Nearly 30-years before the Twin Towers fell in New York, a presidential palace fell in Chile.
Little known to Western audiences, that September 11, 1973 began one of the most socially destructive and yet most economically constructive dictatorships in the world.
On one hand, the national private sector boomed in a way that pulled Chile from third to second world country status. It’s economic repertoire on the global scale continues well into the 21st century.
On the other hand, it is estimated that at least 60,000 people were killed or disappeared in the process. Around 200,000 Chileans fled the country.
The United States was present in both 9/11s.
The US and Chile’s 9/11
The coup that took place on September 11, 1973 was part of Operation Condor, cousin of Operation Gladio in Europe.
Stretching between the 1950s to 90s, Operation Condor was launched by then Milton Friedman-influenced United States State Department – mainly through the CIA but not exclusively – to effectively eliminate any leftist socio-political activism in South America.
Exercised tactics included coups, kidnapping, torture, murder, and false flag terrorism aimed at reducing anti-Western policies.
In addition to Allende’s Chile, Argentina, Brazil, Paraguay, Uruguay and Bolivia also experienced their own versions of banana republicanization, as did elsewhere in Latin America under separate initiatives.
The coup in Chile, led by General Augusto Pinochet, ended the populist example of President Salvador Allende, and with it its image that non-Western agendas would be tolerated.
In 1970, the Christian Democrats lost the elections in favor of the Popular Unity, led by Chile’s first populist President Salvador Allende.
Marketing to the vast non-elite niche, Allende’s government accelerated nationalizations and agrarian reform, increased the purchasing power of the popular classes and scheduled structural changes and reform of the 1925 constitution.
In a Cold War context, Allende’s existence was a populist example that could be followed by other countries.

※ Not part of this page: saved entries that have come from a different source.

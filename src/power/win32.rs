//! Suspend/resume notifications via `PowerRegisterSuspendResumeNotification`.
//!
//! The callback runs on a system thread; it only maps the broadcast type and
//! pushes into the channel.

use std::ffi::c_void;

use tokio::sync::mpsc;
use tracing::info;
use tracing::warn;
use windows::Win32::Foundation::{ERROR_SUCCESS, HANDLE};
use windows::Win32::System::Power::{
    DEVICE_NOTIFY_SUBSCRIBE_PARAMETERS, HPOWERNOTIFY, PowerRegisterSuspendResumeNotification,
    PowerUnregisterSuspendResumeNotification,
};
use windows::Win32::UI::WindowsAndMessaging::{
    DEVICE_NOTIFY_CALLBACK, PBT_APMRESUMEAUTOMATIC, PBT_APMRESUMESUSPEND, PBT_APMSUSPEND,
};

use super::{PowerEvent, SubscriptionError};

type Sender = mpsc::UnboundedSender<PowerEvent>;

/// Registered notification; unregistered on drop.
pub struct SuspendResumeRegistration {
    handle: HPOWERNOTIFY,
    /// Boxed so the address handed to the OS stays stable.
    _params: Box<DEVICE_NOTIFY_SUBSCRIBE_PARAMETERS>,
    /// Owns the sender referenced by `params.Context`.
    context: *mut Sender,
}

// SAFETY: the raw pointers are only dereferenced by the OS callback and in
// `Drop`, after the callback has been unregistered.
unsafe impl Send for SuspendResumeRegistration {}

impl SuspendResumeRegistration {
    pub fn register(tx: Sender) -> Result<Self, SubscriptionError> {
        let context = Box::into_raw(Box::new(tx));
        let params = Box::new(DEVICE_NOTIFY_SUBSCRIBE_PARAMETERS {
            Callback: Some(on_power_broadcast),
            Context: context.cast::<c_void>(),
        });

        let mut handle: *mut c_void = std::ptr::null_mut();
        let recipient = HANDLE(std::ptr::from_ref(params.as_ref()).cast_mut().cast::<c_void>());

        // SAFETY: with DEVICE_NOTIFY_CALLBACK the recipient is a pointer to
        // the subscribe parameters, which live as long as `Self`.
        let result = unsafe {
            PowerRegisterSuspendResumeNotification(DEVICE_NOTIFY_CALLBACK, recipient, &mut handle)
        };

        if result != ERROR_SUCCESS {
            // SAFETY: registration failed, so the OS holds no reference.
            drop(unsafe { Box::from_raw(context) });
            return Err(SubscriptionError::Register(format!(
                "error code {}",
                result.0
            )));
        }

        info!("Registered for suspend/resume notifications");
        Ok(Self {
            handle: HPOWERNOTIFY(handle),
            _params: params,
            context,
        })
    }
}

impl Drop for SuspendResumeRegistration {
    fn drop(&mut self) {
        // SAFETY: the handle came from a successful registration.
        let result = unsafe { PowerUnregisterSuspendResumeNotification(self.handle) };
        if result != ERROR_SUCCESS {
            warn!("Failed to unregister power notifications: {}", result.0);
            // The callback may still fire; leak the sender rather than free it.
            return;
        }
        // SAFETY: unregistered, so nothing else references the context.
        drop(unsafe { Box::from_raw(self.context) });
    }
}

/// Map a `PBT_*` broadcast type.
fn event_for(kind: u32) -> Option<PowerEvent> {
    match kind {
        PBT_APMSUSPEND => Some(PowerEvent::Suspending),
        PBT_APMRESUMEAUTOMATIC | PBT_APMRESUMESUSPEND => Some(PowerEvent::Resumed),
        _ => None,
    }
}

unsafe extern "system" fn on_power_broadcast(
    context: *const c_void,
    kind: u32,
    _setting: *const c_void,
) -> u32 {
    if let Some(event) = event_for(kind) {
        // SAFETY: `context` is the sender boxed in `register`, alive until
        // the registration is dropped.
        let tx = unsafe { &*context.cast::<Sender>() };
        let _ = tx.send(event);
    }
    ERROR_SUCCESS.0
}
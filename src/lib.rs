//! usb-sentry - keeps tracked USB devices in line with a sleep/wake policy.
//!
//! Tracks a user-chosen set of USB devices, polls their presence and enabled
//! state, and disables them around sleep and shutdown so they cannot wake the
//! machine or drain power while it is suspended.

pub mod config;
#[cfg(windows)]
pub mod console;
pub mod debounce;
pub mod domain;
pub mod enumerate;
pub mod monitor;
pub mod power;
pub mod privilege;
pub mod store;
pub mod toggle;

To Western interests, this was unacceptable.
Comparable to late Guatemalan President Jacobo Arbenz just one year before, Allende nationalized banking, copper mines and some large companies.
The economic interests of the ruling class and the US capital were clearly under fire.
Pinochet Becomes a House-hold Name
Thus, on September 11, 1973, the extreme right backed a military coup, promoted by the United States and Great Britain, and established a pro-business military dictatorship headed ultimately by Pinochet.
The new regime abolished parliamentarism, deconstructed Chilean progressivism, and in order to solidify the new rule, committed 3,216 political executions.
A drastic economic liberalism that favored the return of foreign companies since 1975, returned the estates expropriated and left domestic industry – such as water, coper and railways – in hands of multinational entities.
The Cost of Destroying, then Re-Building an Ally
From 11 September 1973, Chile became a laboratory in which to experiment ultra-liberal economic policies.
Strategies garnered from this “experiment” would later be implemented by Prime Minister Margaret Thatcher and President Ronald Reagan in their respective countries and hence would lead to what they called “crisis” which was simply the culmination of a process already long prepared.
Therefore, while economic gain was potent, social cost of the new policy was also irrefutable.